Nevertheless, the IgG IFA was a useful tool in serologic testing at the beginning of the SARS‐CoV‐2 pandemic when no commercial serologic tests were available. The persistence patterns of IgM antibodies in our study follow a typical course in the acute and early reconvalescent phase of a primary infection, with 11% IgM positive patients in T1, all of which seroconverted to IgG in the course of the ten‐month follow‐up period. All three methods show the same pattern of specific antibody levels after infection with SARS‐CoV‐2 and confirm their persistence over the study period of ten months. The ELNA and similar assays represent the gold standard for the neutralizing ability which is why we proclaim the results of this serologic method as most relevant for the question concerning the maintenance of SARS‐CoV‐2 specific humoral immunity.
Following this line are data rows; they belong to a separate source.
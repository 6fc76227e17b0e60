//! Scope of the resources requested with filings.

use bitflags::bitflags;
use serde::{Deserialize, Serialize};

bitflags! {
    /// Which related resources are requested together with filings.
    ///
    /// `GET_ONLY_FILINGS` overrides the other flags.
    #[derive(Debug, Clone, Copy, PartialEq, Eq, Hash, Serialize, Deserialize)]
    pub struct ScopeFlags: u8 {
        /// Only filings, no related resources
        const GET_ONLY_FILINGS = 1;
        /// Include the entity of each filing
        const GET_ENTITY = 1 << 1;
        /// Include the validation messages of each filing
        const GET_VALIDATION_MESSAGES = 1 << 2;
    }
}

impl Default for ScopeFlags {
    fn default() -> Self {
        Self::GET_ONLY_FILINGS
    }
}

impl ScopeFlags {
    /// Entities and validation messages.
    pub const fn everything() -> Self {
        Self::GET_ENTITY.union(Self::GET_VALIDATION_MESSAGES)
    }

    /// Entities are requested.
    pub const fn wants_entity(self) -> bool {
        !self.contains(Self::GET_ONLY_FILINGS) && self.contains(Self::GET_ENTITY)
    }

    /// Validation messages are requested.
    pub const fn wants_validation_messages(self) -> bool {
        !self.contains(Self::GET_ONLY_FILINGS) && self.contains(Self::GET_VALIDATION_MESSAGES)
    }

    /// Value of the JSON:API `include` parameter, if any.
    pub fn include_param(self) -> Option<String> {
        let mut parts = Vec::new();
        if self.wants_entity() {
            parts.push("entity");
        }
        if self.wants_validation_messages() {
            parts.push("validation_messages");
        }
        (!parts.is_empty()).then(|| parts.join(","))
    }
}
To conclude, our results show that a high proportion of convalescent SARS‐CoV‐2 afflicted patients maintain constant titres of neutralizing antibodies at least ten months post‐infection, which are expected to be high enough to provide protective and long‐lasting humoral immunity after wild‐type SARS‐CoV‐2 infection. These findings are extremely important to estimate the long‐term efficacy of COVID‐19 vaccinations. Furthermore, our data reveal that individuals who have recovered from symptomatic COVID‐19 generated more robust neutralizing antibody responses than those with asymptomatic infections.

CONFLICT OF INTEREST

The authors have no conflict of interest to declare.

ETHICAL APPROVAL

The authors confirm that the ethical policies of the journal, as noted on the journal's author guidelines page, have been adhered to and the appropriate ethical review committee approval has been received (Ethics Committee of the University Hospital Wuerzburg no. 20201105_01).